### Given information

================

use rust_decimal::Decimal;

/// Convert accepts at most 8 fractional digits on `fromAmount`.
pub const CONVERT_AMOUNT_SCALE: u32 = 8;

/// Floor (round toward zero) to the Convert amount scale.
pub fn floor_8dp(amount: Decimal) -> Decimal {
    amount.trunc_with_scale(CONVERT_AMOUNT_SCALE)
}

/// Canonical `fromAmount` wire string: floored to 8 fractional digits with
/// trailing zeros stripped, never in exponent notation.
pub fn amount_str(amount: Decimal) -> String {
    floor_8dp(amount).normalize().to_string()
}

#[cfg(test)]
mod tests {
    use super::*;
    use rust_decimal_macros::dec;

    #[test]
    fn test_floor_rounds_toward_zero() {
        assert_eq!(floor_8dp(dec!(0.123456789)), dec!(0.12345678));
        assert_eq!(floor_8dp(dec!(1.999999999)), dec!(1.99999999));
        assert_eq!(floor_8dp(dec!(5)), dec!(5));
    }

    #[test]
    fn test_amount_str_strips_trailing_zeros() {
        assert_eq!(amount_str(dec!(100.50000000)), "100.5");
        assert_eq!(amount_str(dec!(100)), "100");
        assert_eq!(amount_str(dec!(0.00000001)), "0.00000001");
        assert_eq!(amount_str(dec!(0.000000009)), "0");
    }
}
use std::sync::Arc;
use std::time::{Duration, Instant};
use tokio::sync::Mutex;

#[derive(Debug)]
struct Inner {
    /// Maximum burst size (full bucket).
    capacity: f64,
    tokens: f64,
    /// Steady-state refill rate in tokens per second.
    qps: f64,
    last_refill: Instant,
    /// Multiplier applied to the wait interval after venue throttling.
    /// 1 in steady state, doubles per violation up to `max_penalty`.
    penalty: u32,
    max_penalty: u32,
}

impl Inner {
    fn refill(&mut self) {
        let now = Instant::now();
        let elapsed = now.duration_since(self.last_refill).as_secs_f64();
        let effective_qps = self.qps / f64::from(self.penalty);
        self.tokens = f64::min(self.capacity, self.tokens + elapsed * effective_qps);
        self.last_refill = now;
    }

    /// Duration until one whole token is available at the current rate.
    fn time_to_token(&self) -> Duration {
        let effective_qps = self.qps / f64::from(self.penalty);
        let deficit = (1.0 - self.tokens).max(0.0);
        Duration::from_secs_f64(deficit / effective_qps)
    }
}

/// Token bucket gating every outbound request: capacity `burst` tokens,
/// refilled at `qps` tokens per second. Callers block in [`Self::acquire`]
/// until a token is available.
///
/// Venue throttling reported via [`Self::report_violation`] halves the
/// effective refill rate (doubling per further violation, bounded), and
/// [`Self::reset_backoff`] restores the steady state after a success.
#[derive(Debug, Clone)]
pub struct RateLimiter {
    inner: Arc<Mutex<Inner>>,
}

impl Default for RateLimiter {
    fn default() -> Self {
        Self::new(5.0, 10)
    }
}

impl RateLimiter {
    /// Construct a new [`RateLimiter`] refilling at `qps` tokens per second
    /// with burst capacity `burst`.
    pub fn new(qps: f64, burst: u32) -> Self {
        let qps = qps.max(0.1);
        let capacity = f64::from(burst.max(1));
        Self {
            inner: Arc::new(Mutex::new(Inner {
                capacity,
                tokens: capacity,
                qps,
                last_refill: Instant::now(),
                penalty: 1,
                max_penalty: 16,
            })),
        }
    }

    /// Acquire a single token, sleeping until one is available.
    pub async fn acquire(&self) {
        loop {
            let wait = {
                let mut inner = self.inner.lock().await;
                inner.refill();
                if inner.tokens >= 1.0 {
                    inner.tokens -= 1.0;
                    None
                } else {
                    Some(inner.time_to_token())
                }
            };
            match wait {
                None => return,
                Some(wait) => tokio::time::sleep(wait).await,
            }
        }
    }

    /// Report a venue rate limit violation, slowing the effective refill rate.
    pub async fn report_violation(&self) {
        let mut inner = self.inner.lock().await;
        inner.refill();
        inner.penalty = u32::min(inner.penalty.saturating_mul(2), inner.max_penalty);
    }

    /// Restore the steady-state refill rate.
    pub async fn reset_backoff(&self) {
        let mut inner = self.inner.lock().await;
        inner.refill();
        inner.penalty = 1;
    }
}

================

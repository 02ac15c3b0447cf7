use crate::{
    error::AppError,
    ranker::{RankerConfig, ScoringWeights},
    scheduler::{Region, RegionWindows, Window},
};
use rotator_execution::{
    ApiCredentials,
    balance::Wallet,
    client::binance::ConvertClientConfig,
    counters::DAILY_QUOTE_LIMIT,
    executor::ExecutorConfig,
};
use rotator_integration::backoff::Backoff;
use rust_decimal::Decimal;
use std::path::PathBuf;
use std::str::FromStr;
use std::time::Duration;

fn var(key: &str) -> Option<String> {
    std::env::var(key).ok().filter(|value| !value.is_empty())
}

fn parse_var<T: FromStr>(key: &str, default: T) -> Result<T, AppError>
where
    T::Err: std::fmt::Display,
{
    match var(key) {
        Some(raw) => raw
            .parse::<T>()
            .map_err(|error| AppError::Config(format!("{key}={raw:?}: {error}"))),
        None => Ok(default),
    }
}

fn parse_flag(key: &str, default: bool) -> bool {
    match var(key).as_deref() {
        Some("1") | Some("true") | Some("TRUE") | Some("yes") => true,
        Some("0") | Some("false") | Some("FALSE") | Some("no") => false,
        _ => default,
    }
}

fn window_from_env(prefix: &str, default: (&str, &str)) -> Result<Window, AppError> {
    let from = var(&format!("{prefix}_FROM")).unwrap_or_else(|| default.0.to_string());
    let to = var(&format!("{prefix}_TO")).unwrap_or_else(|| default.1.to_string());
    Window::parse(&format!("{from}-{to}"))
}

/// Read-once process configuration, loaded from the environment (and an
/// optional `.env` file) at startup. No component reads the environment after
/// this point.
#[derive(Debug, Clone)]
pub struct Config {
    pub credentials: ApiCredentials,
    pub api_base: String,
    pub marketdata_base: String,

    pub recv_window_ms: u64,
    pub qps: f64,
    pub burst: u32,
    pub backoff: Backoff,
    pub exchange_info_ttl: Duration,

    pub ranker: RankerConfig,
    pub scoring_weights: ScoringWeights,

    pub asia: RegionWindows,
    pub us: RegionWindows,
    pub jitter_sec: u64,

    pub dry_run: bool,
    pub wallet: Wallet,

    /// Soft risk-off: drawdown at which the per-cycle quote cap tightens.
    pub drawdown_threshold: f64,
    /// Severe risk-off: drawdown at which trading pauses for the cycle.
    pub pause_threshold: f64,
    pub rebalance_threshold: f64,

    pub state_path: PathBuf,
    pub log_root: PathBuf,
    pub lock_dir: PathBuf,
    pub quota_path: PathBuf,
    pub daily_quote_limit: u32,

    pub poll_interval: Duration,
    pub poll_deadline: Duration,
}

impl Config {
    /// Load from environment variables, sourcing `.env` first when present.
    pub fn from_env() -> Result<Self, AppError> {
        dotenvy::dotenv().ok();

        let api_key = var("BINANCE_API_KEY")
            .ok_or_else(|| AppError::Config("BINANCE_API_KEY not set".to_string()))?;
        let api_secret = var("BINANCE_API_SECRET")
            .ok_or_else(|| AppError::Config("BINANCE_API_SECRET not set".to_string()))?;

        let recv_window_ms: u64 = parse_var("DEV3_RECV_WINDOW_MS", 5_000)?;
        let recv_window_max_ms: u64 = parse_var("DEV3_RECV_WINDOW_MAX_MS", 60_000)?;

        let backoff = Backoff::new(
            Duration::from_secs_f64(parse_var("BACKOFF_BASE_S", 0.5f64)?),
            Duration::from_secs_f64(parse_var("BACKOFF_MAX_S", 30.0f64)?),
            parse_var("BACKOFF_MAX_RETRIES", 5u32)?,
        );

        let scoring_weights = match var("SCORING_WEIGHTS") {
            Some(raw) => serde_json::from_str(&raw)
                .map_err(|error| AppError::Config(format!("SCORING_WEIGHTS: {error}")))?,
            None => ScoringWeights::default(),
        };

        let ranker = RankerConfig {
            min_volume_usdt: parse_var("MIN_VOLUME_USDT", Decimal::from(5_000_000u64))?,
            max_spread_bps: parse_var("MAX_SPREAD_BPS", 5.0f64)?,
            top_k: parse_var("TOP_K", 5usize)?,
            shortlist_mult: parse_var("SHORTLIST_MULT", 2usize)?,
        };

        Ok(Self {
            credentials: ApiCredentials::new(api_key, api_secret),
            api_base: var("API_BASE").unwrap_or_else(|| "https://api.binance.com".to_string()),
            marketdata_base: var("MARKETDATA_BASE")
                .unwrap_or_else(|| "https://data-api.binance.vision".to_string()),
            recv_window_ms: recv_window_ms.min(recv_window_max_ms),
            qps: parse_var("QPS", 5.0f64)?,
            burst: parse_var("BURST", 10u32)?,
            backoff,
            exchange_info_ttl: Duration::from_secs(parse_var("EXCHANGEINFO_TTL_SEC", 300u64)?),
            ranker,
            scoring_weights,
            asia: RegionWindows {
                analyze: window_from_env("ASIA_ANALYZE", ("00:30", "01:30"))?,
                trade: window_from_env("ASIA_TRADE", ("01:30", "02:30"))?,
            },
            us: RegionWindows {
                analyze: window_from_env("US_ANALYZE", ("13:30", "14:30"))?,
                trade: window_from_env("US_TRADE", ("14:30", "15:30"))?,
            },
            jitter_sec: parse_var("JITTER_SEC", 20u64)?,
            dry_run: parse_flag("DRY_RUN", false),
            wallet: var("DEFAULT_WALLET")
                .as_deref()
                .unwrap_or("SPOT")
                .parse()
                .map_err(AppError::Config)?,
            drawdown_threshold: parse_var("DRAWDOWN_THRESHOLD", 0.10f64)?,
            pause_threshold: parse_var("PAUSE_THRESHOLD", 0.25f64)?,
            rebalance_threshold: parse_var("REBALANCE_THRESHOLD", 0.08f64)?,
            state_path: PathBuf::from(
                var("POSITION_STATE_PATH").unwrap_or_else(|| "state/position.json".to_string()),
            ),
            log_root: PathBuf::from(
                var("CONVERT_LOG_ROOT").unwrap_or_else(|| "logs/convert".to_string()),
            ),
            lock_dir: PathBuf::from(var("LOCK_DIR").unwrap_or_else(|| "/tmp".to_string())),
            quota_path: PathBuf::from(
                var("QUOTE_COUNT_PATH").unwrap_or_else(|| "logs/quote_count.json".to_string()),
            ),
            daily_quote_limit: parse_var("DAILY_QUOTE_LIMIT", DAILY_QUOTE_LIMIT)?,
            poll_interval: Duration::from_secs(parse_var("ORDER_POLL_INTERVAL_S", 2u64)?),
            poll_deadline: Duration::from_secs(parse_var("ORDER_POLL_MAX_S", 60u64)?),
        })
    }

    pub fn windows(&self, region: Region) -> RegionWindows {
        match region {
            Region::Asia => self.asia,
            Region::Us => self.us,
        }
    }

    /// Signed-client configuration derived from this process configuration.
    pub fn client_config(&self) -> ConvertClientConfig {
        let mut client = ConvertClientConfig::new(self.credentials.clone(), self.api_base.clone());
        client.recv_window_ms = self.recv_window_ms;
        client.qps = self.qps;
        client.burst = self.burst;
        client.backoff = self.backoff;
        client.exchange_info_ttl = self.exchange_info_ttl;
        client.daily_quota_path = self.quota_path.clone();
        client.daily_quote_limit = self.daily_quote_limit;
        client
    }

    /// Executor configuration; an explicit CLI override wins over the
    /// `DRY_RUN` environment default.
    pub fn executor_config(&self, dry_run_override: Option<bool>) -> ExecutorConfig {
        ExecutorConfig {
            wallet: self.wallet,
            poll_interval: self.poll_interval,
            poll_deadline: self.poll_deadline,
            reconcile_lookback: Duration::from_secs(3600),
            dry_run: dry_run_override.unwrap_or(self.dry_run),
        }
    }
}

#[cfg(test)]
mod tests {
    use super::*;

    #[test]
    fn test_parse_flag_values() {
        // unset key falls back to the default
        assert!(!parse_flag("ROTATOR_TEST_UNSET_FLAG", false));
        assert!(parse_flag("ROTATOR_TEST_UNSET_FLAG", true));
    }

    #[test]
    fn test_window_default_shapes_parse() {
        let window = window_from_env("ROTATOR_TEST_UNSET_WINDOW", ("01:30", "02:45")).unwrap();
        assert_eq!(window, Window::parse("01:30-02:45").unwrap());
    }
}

================

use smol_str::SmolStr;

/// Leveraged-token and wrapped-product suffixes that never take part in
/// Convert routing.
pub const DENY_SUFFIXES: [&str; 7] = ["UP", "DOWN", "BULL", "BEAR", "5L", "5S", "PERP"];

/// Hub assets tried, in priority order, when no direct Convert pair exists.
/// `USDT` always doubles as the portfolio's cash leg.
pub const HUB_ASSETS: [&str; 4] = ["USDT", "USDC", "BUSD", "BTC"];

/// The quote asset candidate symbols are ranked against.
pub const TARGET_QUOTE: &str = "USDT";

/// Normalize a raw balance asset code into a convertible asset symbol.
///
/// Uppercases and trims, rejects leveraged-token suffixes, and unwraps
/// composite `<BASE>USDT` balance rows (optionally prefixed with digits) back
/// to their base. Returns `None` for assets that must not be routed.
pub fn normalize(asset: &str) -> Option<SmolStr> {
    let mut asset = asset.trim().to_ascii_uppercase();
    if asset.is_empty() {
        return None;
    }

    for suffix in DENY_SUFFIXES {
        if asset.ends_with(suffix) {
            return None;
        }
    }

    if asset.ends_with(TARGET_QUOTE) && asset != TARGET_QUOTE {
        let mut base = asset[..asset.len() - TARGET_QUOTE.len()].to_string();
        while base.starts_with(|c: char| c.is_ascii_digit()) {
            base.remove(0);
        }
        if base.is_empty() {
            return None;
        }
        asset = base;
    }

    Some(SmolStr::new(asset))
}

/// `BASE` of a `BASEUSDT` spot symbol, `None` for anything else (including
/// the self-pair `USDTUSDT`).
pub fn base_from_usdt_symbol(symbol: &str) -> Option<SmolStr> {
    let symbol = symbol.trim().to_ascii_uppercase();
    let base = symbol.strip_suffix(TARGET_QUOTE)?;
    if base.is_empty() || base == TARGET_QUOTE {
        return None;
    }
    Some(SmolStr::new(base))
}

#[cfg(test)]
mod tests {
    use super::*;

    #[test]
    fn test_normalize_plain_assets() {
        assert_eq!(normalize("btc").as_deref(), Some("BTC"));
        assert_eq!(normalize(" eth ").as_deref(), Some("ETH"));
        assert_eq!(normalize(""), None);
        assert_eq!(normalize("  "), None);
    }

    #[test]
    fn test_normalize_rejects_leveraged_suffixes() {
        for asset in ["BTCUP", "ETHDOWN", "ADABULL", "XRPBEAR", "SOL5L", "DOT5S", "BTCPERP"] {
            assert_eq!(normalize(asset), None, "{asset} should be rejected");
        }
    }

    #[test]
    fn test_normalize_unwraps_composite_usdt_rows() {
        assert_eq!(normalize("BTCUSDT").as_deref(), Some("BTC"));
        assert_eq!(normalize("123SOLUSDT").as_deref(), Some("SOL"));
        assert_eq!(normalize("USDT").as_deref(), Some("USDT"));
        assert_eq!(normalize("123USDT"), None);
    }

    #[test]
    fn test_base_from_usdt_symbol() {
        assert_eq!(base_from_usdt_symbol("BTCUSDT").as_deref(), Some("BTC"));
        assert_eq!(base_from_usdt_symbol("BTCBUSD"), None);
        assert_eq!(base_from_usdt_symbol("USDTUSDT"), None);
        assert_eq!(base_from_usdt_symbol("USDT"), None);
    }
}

================

### Your objective
Find the lines of the material that hold the word "cycle" and report their count alone.

### Response
2